How do I query a nested json after loading it with elephant bird

2.5k Views Asked by At

I'm pretty new to HADOOP and pig .

So . I have a single line json files , all have the same schema :

{"name":"someName","pkg":[{"F1":"abc","F2":"44","F3":"xyz","F4":1024,"info":
[{"timestamp":1372631550000,"value":"122","id":"nnn","name":"ppp"}, 
{"timestamp":1372649240000,"value":"222","id":"ggg","name":"qqq"}]} ,
{"F1":"abc","f2":"44","F3":"xyz","F4":1024,"new":[{"type":"event1", "time":1372537000000,"more":"
{\"bbad\":\"HELLO\",\"is_done\":0,\"ssss\":-128}"}]}]}

I load all of the json files using elephantbird :

data = LOAD 'browsers/gzip' USING com.twitter.elephantbird.pig.load.JsonLoader('-nestedLoad') as (json:map[]);

So far the only thing that working for me is querying the "name" field which returns bytearray.
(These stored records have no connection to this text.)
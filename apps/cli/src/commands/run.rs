//! Run command implementation.

use anyhow::Result;
use colored::Colorize;
use serde_json::json;
use speedrun_core::{
    CommandReportGenerator, CommandRunner, ConfigFile, EnvironmentManager, PipelineStatus, ProcessRunner,
    RunOptions, RunOutcome, Speedrun, StageDisposition, SystemToolChecker, TracingProgressSink,
};
use std::path::PathBuf;
use std::sync::Arc;

/// Executes the pipeline and returns the process exit code.
pub async fn execute(project_dir: PathBuf, file: &ConfigFile, skip_bootstrap: bool, json_output: bool) -> Result<i32> {
    let runner: Arc<dyn CommandRunner> = Arc::new(ProcessRunner);
    let speedrun = Speedrun::new(
        Arc::clone(&runner),
        Arc::new(SystemToolChecker),
        Arc::new(CommandReportGenerator::new(runner)),
        Arc::new(TracingProgressSink),
    );

    let env = EnvironmentManager::from_process(project_dir);
    let outcome = speedrun.execute(env, file, RunOptions { skip_bootstrap }).await?;

    if json_output {
        print_json(&outcome)?;
    } else {
        print_summary(&outcome);
    }

    Ok(outcome.result.exit_code())
}

fn print_json(outcome: &RunOutcome) -> Result<()> {
    let out = json!({
        "config": outcome.config,
        "status": outcome.result.status,
        "exit_code": outcome.result.exit_code(),
        "stages": outcome.result.records,
        "warnings": outcome.result.warnings,
        "report_generated": outcome.report_generated,
    });
    println!("{}", serde_json::to_string_pretty(&out)?);
    Ok(())
}

fn print_summary(outcome: &RunOutcome) {
    let result = &outcome.result;

    println!();
    println!("{}", "Speedrun Summary".bold().cyan());
    println!();
    println!("  Run:      {}", outcome.config.run_id.cyan());
    println!("  Base dir: {}", outcome.config.base_dir.display().to_string().dimmed());
    println!();

    println!("{:<4} {:<20} {:<10} {}", "#", "Stage", "Status", "Elapsed");
    println!("{}", "─".repeat(50));
    for record in &result.records {
        let status = match &record.disposition {
            StageDisposition::Ran { .. } => "ok".green(),
            StageDisposition::Skipped => "skipped".dimmed(),
            StageDisposition::Spawned { .. } => "spawned".cyan(),
            StageDisposition::Failed { .. } => "failed".red(),
            StageDisposition::BackgroundFailed { .. } => "blocked".red(),
        };
        let elapsed = match record.disposition {
            StageDisposition::Skipped
            | StageDisposition::Spawned { .. }
            | StageDisposition::BackgroundFailed { .. } => String::new(),
            _ => format_elapsed(record.elapsed_ms),
        };
        println!("{:<4} {:<20} {:<10} {}", record.index + 1, record.name, status, elapsed.dimmed());
    }
    println!();

    if !result.warnings.is_empty() {
        println!("{}", format!("Warnings ({})", result.warnings.len()).bold().yellow());
        for warning in &result.warnings {
            println!("  {} {}", "⚠".yellow(), warning);
        }
        println!();
    }

    match &result.status {
        PipelineStatus::Completed => {
            println!("{}", "✓ All stages completed".green().bold());
            if outcome.report_generated {
                println!("  Report: {}", outcome.config.base_dir.join("report").display().to_string().dimmed());
            }
        }
        PipelineStatus::Failed { stage, outcome: exit, .. } => {
            println!("{}", format!("✗ Stage '{}' failed ({})", stage, exit).red().bold());
            println!("  {}", "Later stages were not run and the report was not generated.".dimmed());
        }
        PipelineStatus::BackgroundFailed { background, joined_at, outcome: exit, .. } => {
            println!("{}", format!("✗ Background stage '{}' failed ({})", background, exit).red().bold());
            println!(
                "  {}",
                format!("Stopped before '{}'; the report was not generated.", joined_at).dimmed()
            );
        }
    }
}

fn format_elapsed(ms: u64) -> String {
    let secs = ms / 1000;
    if secs >= 3600 {
        format!("{}h{:02}m", secs / 3600, (secs % 3600) / 60)
    } else if secs >= 60 {
        format!("{}m{:02}s", secs / 60, secs % 60)
    } else {
        format!("{}.{:01}s", secs, (ms % 1000) / 100)
    }
}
b = foreach data generate json#'name' as name

I then tries to convert it to map instead :

c = FOREACH data GENERATE json#'name' as (m:map[]);
DESCRIBE c;

and get

c: {tuple_0: (m:map[])}

and the data looks like :

({([F1#"abc",F2#44...])})

so now I need to filter all the ones that have pkg.F1 = "abc" or all the ones that have pkg.info.value = 122 etc.

how do I do it?

a code example will be very helpful as I already googled it a lot.

Thanks

2

There are 2 best solutions below

0
On

Try this

c = FOREACH data GENERATE flatten(json#'name') as (m:map[]);
1
On

The problem is that you don't know how your data is organized in Pig. Use

DESCRIBE data;

to find out what the structure returned by JsonLoader is, and this should give you enough information about how to extract your data.